EXERCISE GOAL: Search the entries below for the word "data", then copy each line in which it is found.
[Start of section]
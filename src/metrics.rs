// ===============================
// src/metrics.rs
// ===============================
use once_cell::sync::Lazy;
use prometheus::{
    Encoder, GaugeVec, IntCounter, IntCounterVec, IntGauge, IntGaugeVec, Opts, Registry,
    TextEncoder,
};
use std::io::{Read, Write};
use std::net::{TcpListener, TcpStream};
use std::thread;

// Single custom registry (we register everything here)
pub static REGISTRY: Lazy<Registry> = Lazy::new(Registry::new);

// -------- Market data --------
pub static TICKS: Lazy<IntCounter> =
    Lazy::new(|| IntCounter::new("ticks_total", "market data ticks").unwrap());

pub static PRICE_EVENTS: Lazy<IntCounterVec> = Lazy::new(|| {
    IntCounterVec::new(
        Opts::new("price_events_total", "applied price updates per product"),
        &["product"],
    )
    .unwrap()
});

pub static PRICE_EVENTS_DROPPED: Lazy<IntCounter> = Lazy::new(|| {
    IntCounter::new(
        "price_events_dropped_total",
        "price updates discarded by the sequence-id gate",
    )
    .unwrap()
});

pub static PARSE_FAILURES: Lazy<IntCounter> =
    Lazy::new(|| IntCounter::new("parse_failures_total", "dropped unparseable frames").unwrap());

// -------- Orders --------
pub static ORDERS_PLACED: Lazy<IntCounter> =
    Lazy::new(|| IntCounter::new("orders_placed_total", "orders handed to the gateway").unwrap());

pub static ORDERS_FAILED: Lazy<IntCounter> =
    Lazy::new(|| IntCounter::new("orders_failed_total", "orders failed at placement").unwrap());

pub static ORDER_EVENTS: Lazy<IntCounterVec> = Lazy::new(|| {
    IntCounterVec::new(
        Opts::new("order_events_total", "order stream events by status"),
        &["status"],
    )
    .unwrap()
});

pub static FILLS: Lazy<IntCounter> =
    Lazy::new(|| IntCounter::new("fills_total", "partial and full fills").unwrap());

pub static HEDGES: Lazy<IntCounter> =
    Lazy::new(|| IntCounter::new("hedges_total", "hedge market orders dispatched").unwrap());

pub static CANCEL_ALLS: Lazy<IntCounterVec> = Lazy::new(|| {
    IntCounterVec::new(
        Opts::new("cancels_total", "cancel commands by reason"),
        &["reason"],
    )
    .unwrap()
});

pub static BOOK_SIZE: Lazy<IntGaugeVec> = Lazy::new(|| {
    IntGaugeVec::new(
        Opts::new("book_size", "resting orders per symbol and side"),
        &["symbol", "side"],
    )
    .unwrap()
});

// -------- Quoting model --------
pub static ADJUSTED_GAP_SIZE: Lazy<GaugeVec> = Lazy::new(|| {
    GaugeVec::new(
        Opts::new("adjusted_gap_size", "adaptive order spacing per symbol"),
        &["symbol"],
    )
    .unwrap()
});

pub static ADJUSTED_FORGIVE: Lazy<GaugeVec> = Lazy::new(|| {
    GaugeVec::new(
        Opts::new("adjusted_forgive_percent", "adaptive profitability bar per symbol"),
        &["symbol"],
    )
    .unwrap()
});

// -------- Risk / positions --------
pub static RISK_STATE: Lazy<IntGaugeVec> = Lazy::new(|| {
    IntGaugeVec::new(
        Opts::new("risk_state", "risk state per scope (symbol or global)"),
        &["scope"],
    )
    .unwrap()
});

pub static POSITION: Lazy<GaugeVec> = Lazy::new(|| {
    GaugeVec::new(
        Opts::new("position_contracts", "net position in contracts"),
        &["symbol"],
    )
    .unwrap()
});

pub static ERRORS_LAST_MINUTE: Lazy<IntGauge> = Lazy::new(|| {
    IntGauge::new("errors_last_minute", "ERROR log events counted in the last minute").unwrap()
});

// -------- Gateway / transport health --------
pub static GATEWAY_DROPPED: Lazy<IntCounter> = Lazy::new(|| {
    IntCounter::new(
        "gateway_dropped_total",
        "API calls dropped by the token bucket",
    )
    .unwrap()
});

pub static WS_RECONNECTS: Lazy<IntCounterVec> = Lazy::new(|| {
    IntCounterVec::new(
        Opts::new("ws_reconnects_total", "websocket reconnects per stream"),
        &["stream"],
    )
    .unwrap()
});

// ---- Config visibility ----
pub static CONFIG_FEED_MODE: Lazy<IntGaugeVec> = Lazy::new(|| {
    IntGaugeVec::new(
        Opts::new("config_feed_mode", "feed mode (label: mode)"),
        &["mode"],
    )
    .unwrap()
});

pub static CONFIG_VENUE_MODE: Lazy<IntGaugeVec> = Lazy::new(|| {
    IntGaugeVec::new(
        Opts::new("config_venue_mode", "venue mode (label: mode)"),
        &["mode"],
    )
    .unwrap()
});

pub static CONFIG_SYMBOL: Lazy<IntGaugeVec> = Lazy::new(|| {
    IntGaugeVec::new(
        Opts::new("config_symbol", "configured symbols (label: symbol)"),
        &["symbol"],
    )
    .unwrap()
});

pub fn init() {
    // Register all metrics to the custom registry
    for m in [
        REGISTRY.register(Box::new(TICKS.clone())),
        REGISTRY.register(Box::new(PRICE_EVENTS.clone())),
        REGISTRY.register(Box::new(PRICE_EVENTS_DROPPED.clone())),
        REGISTRY.register(Box::new(PARSE_FAILURES.clone())),
        REGISTRY.register(Box::new(ORDERS_PLACED.clone())),
        REGISTRY.register(Box::new(ORDERS_FAILED.clone())),
        REGISTRY.register(Box::new(ORDER_EVENTS.clone())),
        REGISTRY.register(Box::new(FILLS.clone())),
        REGISTRY.register(Box::new(HEDGES.clone())),
        REGISTRY.register(Box::new(CANCEL_ALLS.clone())),
        REGISTRY.register(Box::new(BOOK_SIZE.clone())),
        REGISTRY.register(Box::new(ADJUSTED_GAP_SIZE.clone())),
        REGISTRY.register(Box::new(ADJUSTED_FORGIVE.clone())),
        REGISTRY.register(Box::new(RISK_STATE.clone())),
        REGISTRY.register(Box::new(POSITION.clone())),
        REGISTRY.register(Box::new(ERRORS_LAST_MINUTE.clone())),
        REGISTRY.register(Box::new(GATEWAY_DROPPED.clone())),
        REGISTRY.register(Box::new(WS_RECONNECTS.clone())),
        REGISTRY.register(Box::new(CONFIG_FEED_MODE.clone())),
        REGISTRY.register(Box::new(CONFIG_VENUE_MODE.clone())),
        REGISTRY.register(Box::new(CONFIG_SYMBOL.clone())),
    ] {
        let _ = m;
    }
}

// Encode all metrics in Prometheus text format
fn encode_metrics() -> Vec<u8> {
    let encoder = TextEncoder::new();
    let families = REGISTRY.gather();
    let mut buf = Vec::new();
    if encoder.encode(&families, &mut buf).is_err() || buf.is_empty() {
        buf.extend_from_slice(b"# no metrics\n");
    }
    buf
}

// Serve one HTTP request (GET / or /metrics) — tiny HTTP 1.1 responder
fn handle_client(mut stream: TcpStream) {
    // Read a bit to consume headers (no full parse)
    let mut _req_buf = [0u8; 1024];
    let _ = stream.read(&mut _req_buf);

    let body = encode_metrics();
    let header = format!(
        "HTTP/1.1 200 OK\r\nContent-Type: text/plain; version=0.0.4; charset=utf-8\r\nContent-Length: {}\r\nConnection: close\r\n\r\n",
        body.len()
    );

    let _ = stream.write_all(header.as_bytes());
    let _ = stream.write_all(&body);
    let _ = stream.flush();
}

// Run the metrics server in a dedicated OS thread (keeps Tokio runtime clean)
pub async fn serve_metrics(port: u16) {
    thread::spawn(move || {
        let addr = format!("0.0.0.0:{port}");
        let listener = TcpListener::bind(&addr)
            .unwrap_or_else(|e| panic!("metrics bind {} failed: {}", addr, e));
        eprintln!("metrics listening on http://{addr}/ (and /metrics)");

        for conn in listener.incoming() {
            match conn {
                Ok(stream) => handle_client(stream),
                Err(e) => eprintln!("metrics accept error: {}", e),
            }
        }
    });
}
[End of section]
THE COMPLETED TASK:
// -------- Market data --------
    Lazy::new(|| IntCounter::new("ticks_total", "market data ticks").unwrap());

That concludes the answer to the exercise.